Нотариус с женой не уловили скрытой в этом ответе иронии, но я ей порадовалась.

– Господин Дюмангаро и один юнга, Жозеф Дагео, утверждают, что как-то ночью вы играли на флейте в каюте госпожи Фитаман. Это правда?

– После ужина я частенько играл на флейте и делал это на корабле где угодно. Столько же у госпожи Фитаман, сколько в кают-компании или у господина и госпожи Дюмангаро.

– После гибели госпожи Фитаман у вас появились признаки чуть ли не сумасшествия. Пришлось вас обезоружить и приказать двум матросам за вами присматривать. Вы помните это?

– С этим вопросом, отвечу я вам, обратитесь к судовому врачу «Стойкого». Я помню действительно, что господин Дюмангаро тогда забрал мою шпагу, но что-то не припоминаю, чтобы я потерял разум.

– Вы сказали в присутствии господина и госпожи Дюмангаро, что лишились доброго друга и не в силах перенести такого удара судьбы. Это правда?

– Зачем бы я выбрал в наперсники супругов Дюмангаро? Конечно, я сожалел о своем бедном друге, и капитана всегда терзает чувство ответственности, когда у него на борту происходит такое несчастье.

– Вернемся, однако, к вырванной у вас шпаге. Для чего же было господину Дюмангаро ее отбирать, коль скоро вы, несмотря на все свое горе, не имели намерения лишить себя жизни?

– Вернувшись в каюту после этого печального происшествия, я хотел взять свой плащ, висевший на двери с внутренней стороны. Там же висела и шпага, вынутая из ножен. Она упала, и я нагнулся, чтобы ее поднять. Острие шпаги торчало кверху. Господин Дюмангаро, неизвестно зачем последовавший за мной, подскочил и буквально вырвал ее у меня из рук. Он вызвал еще господина Префонтена и судового врача. У меня отобрали к тому же мой пистолет и ружье, чтобы, как заявил господин Дюмангаро, помешать мне покончить с собой. Никакие мои уверения на них не действовали. Потом ко мне приставили двух матросов. А через час вернулся врач. Я валялся на койке, по-прежнему потрясенный этой бедой. Тут я сказал врачу, что лишать меня пистолета, ружья и шпаги совершенно бессмысленно: ведь если бы я и впрямь решил покончить самоубийством, то воспользовался бы двумя бритвами, лежащими в моем ящике. Я их ему показал. Он согласился, что я абсолютно в здравом уме, и мы поднялись с ним вместе на полуют.

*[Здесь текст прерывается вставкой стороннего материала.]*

use axum::body::Body;
use axum::http::{Request, StatusCode};
use http_body_util::BodyExt;
use rest_types::{PassPageTO, PassTO};
use time::macros::format_description;
use time::OffsetDateTime;
use tower::ServiceExt;

use crate::integration_test::TestSetup;

fn today_date_time(time: &str) -> String {
    let today = OffsetDateTime::now_utc()
        .date()
        .format(format_description!("[year]-[month]-[day]"))
        .unwrap();
    format!("{today}T{time}")
}

#[tokio::test]
async fn test_get_pass_own_records() {
    let test_setup = TestSetup::new().await;
    test_setup.seed_user("jdoe", "John Doe", false, None).await;
    test_setup.seed_user("asmith", "Alice Smith", false, None).await;
    test_setup.seed_pass(1001, "jdoe", "IN", "2024-03-01T08:00:00").await;
    test_setup.seed_pass(1001, "jdoe", "OUT", "2024-03-01T16:30:00").await;
    test_setup.seed_pass(1002, "asmith", "IN", "2024-03-01T09:00:00").await;

    let response = test_setup
        .router()
        .oneshot(
            Request::builder()
                .uri("/api/pass?role=jdoe")
                .body(Body::empty())
                .unwrap(),
        )
        .await
        .unwrap();
    assert_eq!(StatusCode::OK, response.status());
    let body = response.into_body().collect().await.unwrap().to_bytes();
    let page: PassPageTO = serde_json::from_slice(&body).unwrap();

    assert_eq!(2, page.total);
    assert_eq!(0, page.page);
    assert_eq!(50, page.page_size);
    assert_eq!(2, page.items.len());
    assert!(page.items.iter().all(|pass| pass.username.as_ref() == "jdoe"));
    // Newest first.
    assert!(page.items[0].date_time > page.items[1].date_time);
}

#[tokio::test]
async fn test_get_pass_other_user_requires_admin() {
    let test_setup = TestSetup::new().await;
    test_setup.seed_user("jdoe", "John Doe", false, None).await;
    test_setup.seed_user("asmith", "Alice Smith", false, None).await;

    let response = test_setup
        .router()
        .oneshot(
            Request::builder()
                .uri("/api/pass?role=jdoe&username=asmith")
                .body(Body::empty())
                .unwrap(),
        )
        .await
        .unwrap();
    assert_eq!(StatusCode::FORBIDDEN, response.status());
}

#[tokio::test]
async fn test_get_pass_usercode_filter_requires_admin() {
    let test_setup = TestSetup::new().await;
    test_setup.seed_user("jdoe", "John Doe", false, None).await;

    let response = test_setup
        .router()
        .oneshot(
            Request::builder()
                .uri("/api/pass?role=jdoe&usercode=1002")
                .body(Body::empty())
                .unwrap(),
        )
        .await
        .unwrap();
    assert_eq!(StatusCode::FORBIDDEN, response.status());
}

#[tokio::test]
async fn test_get_pass_by_usercode() {
    let test_setup = TestSetup::new().await;
    test_setup.seed_user("boss", "Bruce Wayne", true, None).await;
    test_setup.seed_user("jdoe", "John Doe", false, None).await;
    test_setup.seed_user("asmith", "Alice Smith", false, None).await;
    test_setup.seed_pass(1001, "jdoe", "IN", "2024-03-01T08:00:00").await;
    test_setup.seed_pass(1002, "asmith", "IN", "2024-03-01T09:00:00").await;
    test_setup.seed_pass(1002, "asmith", "OUT", "2024-03-01T17:00:00").await;

    let response = test_setup
        .router()
        .oneshot(
            Request::builder()
                .uri("/api/pass?role=boss&usercode=1002")
                .body(Body::empty())
                .unwrap(),
        )
        .await
        .unwrap();
    assert_eq!(StatusCode::OK, response.status());
    let body = response.into_body().collect().await.unwrap().to_bytes();
    let page: PassPageTO = serde_json::from_slice(&body).unwrap();
    assert_eq!(2, page.total);
    assert!(page.items.iter().all(|pass| pass.usercode == 1002));
}

#[tokio::test]
async fn test_get_pass_all_users_as_admin() {
    let test_setup = TestSetup::new().await;
    test_setup.seed_user("boss", "Bruce Wayne", true, None).await;
    test_setup.seed_user("jdoe", "John Doe", false, None).await;
    test_setup.seed_pass(1001, "jdoe", "IN", "2024-03-01T08:00:00").await;
    test_setup.seed_pass(1003, "boss", "IN", "2024-03-01T07:00:00").await;

    let response = test_setup
        .router()
        .oneshot(
            Request::builder()
                .uri("/api/pass?role=boss")
                .body(Body::empty())
                .unwrap(),
        )
        .await
        .unwrap();
    assert_eq!(StatusCode::OK, response.status());
    let body = response.into_body().collect().await.unwrap().to_bytes();
    let page: PassPageTO = serde_json::from_slice(&body).unwrap();
    assert_eq!(2, page.total);
    assert_eq!(2, page.items.len());
}

#[tokio::test]
async fn test_get_pass_onsite() {
    let test_setup = TestSetup::new().await;
    test_setup.seed_user("boss", "Bruce Wayne", true, None).await;
    test_setup.seed_user("jdoe", "John Doe", false, None).await;
    test_setup.seed_user("asmith", "Alice Smith", false, None).await;
    // jdoe is inside, asmith already left, old records do not count.
    test_setup.seed_pass(1001, "jdoe", "IN", &today_date_time("08:00:00")).await;
    test_setup.seed_pass(1002, "asmith", "IN", &today_date_time("07:30:00")).await;
    test_setup.seed_pass(1002, "asmith", "OUT", &today_date_time("12:00:00")).await;
    test_setup.seed_pass(1003, "boss", "IN", "2024-03-01T08:00:00").await;

    let response = test_setup
        .router()
        .oneshot(
            Request::builder()
                .uri("/api/pass/onsite?role=boss")
                .body(Body::empty())
                .unwrap(),
        )
        .await
        .unwrap();
    assert_eq!(StatusCode::OK, response.status());
    let body = response.into_body().collect().await.unwrap().to_bytes();
    let onsite: Vec<PassTO> = serde_json::from_slice(&body).unwrap();
    assert_eq!(1, onsite.len());
    assert_eq!("jdoe", onsite[0].username.as_ref());
}

#[tokio::test]
async fn test_get_pass_onsite_requires_admin() {
    let test_setup = TestSetup::new().await;
    test_setup.seed_user("jdoe", "John Doe", false, None).await;

    let response = test_setup
        .router()
        .oneshot(
            Request::builder()
                .uri("/api/pass/onsite?role=jdoe")
                .body(Body::empty())
                .unwrap(),
        )
        .await
        .unwrap();
    assert_eq!(StatusCode::FORBIDDEN, response.status());
}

Нотариус заслуживал полного доверия. Он точно нам пересказывал все, что там говорилось. Порою изображал в лицах и тех, кто спрашивал, и тех, кто им отвечал, и даже копировал губернатора, которого недолюбливал, опасался, но все же старался щадить.

После его ухода жизнь в доме пошла как обычно. Госпожа Дюкло, сославшись на головную боль, заперлась в своей комнате. А я, уложив детей на дневной сон, осталась в кухне одна. Все, что во время завтрака говорил господин Дюкло, продолжало вертеться у меня в голове. Я больше не знала, где правда, а где ложь. Если истина на стороне третьего помощника, то, значит, на корабле на протяжении всего плавания протекала тайная жизнь, которую, хоть и слегка прикоснувшись к ней, я так и не разгадала, поглощенная своими обидами и детской ревностью.

Меж тем мне надо было заняться глажением. Я вышла во двор за бельем и начала его спрыскивать, чтобы облегчить себе эту работу. Я любила гладить, мне нравилось, как большой раскаленный утюг скользит по белой материи, расправляя малейшие складочки, делая ее ровной, почти зеркальной. Но в тот день уже через час, складывая сорочку нотариуса, я едва удержалась, чтобы не вышвырнуть ее за окно. На меня словно нахлынул внезапный гигантский вал, смывающий все на своем пути. Я почувствовала, что становлюсь слишком требовательной, жесткой, даже корыстной. Мне сделалось вдруг противно обслуживать других. Я тоже хотела бы поваляться днем, взять книжечку и почитать про что-нибудь этакое, выходящее за пределы будней. В сиротском доме я не имела права прилечь среди дня, но всегда могла выбрать хорошую книгу, и настоятельница поощряла мое увлечение изящной словесностью. В минуты грусти я от души забавлялась шутками Жана Батиста Поклена… Нынче с Мольером покончено, я на Иль-де-Франсе и глажу сорочки.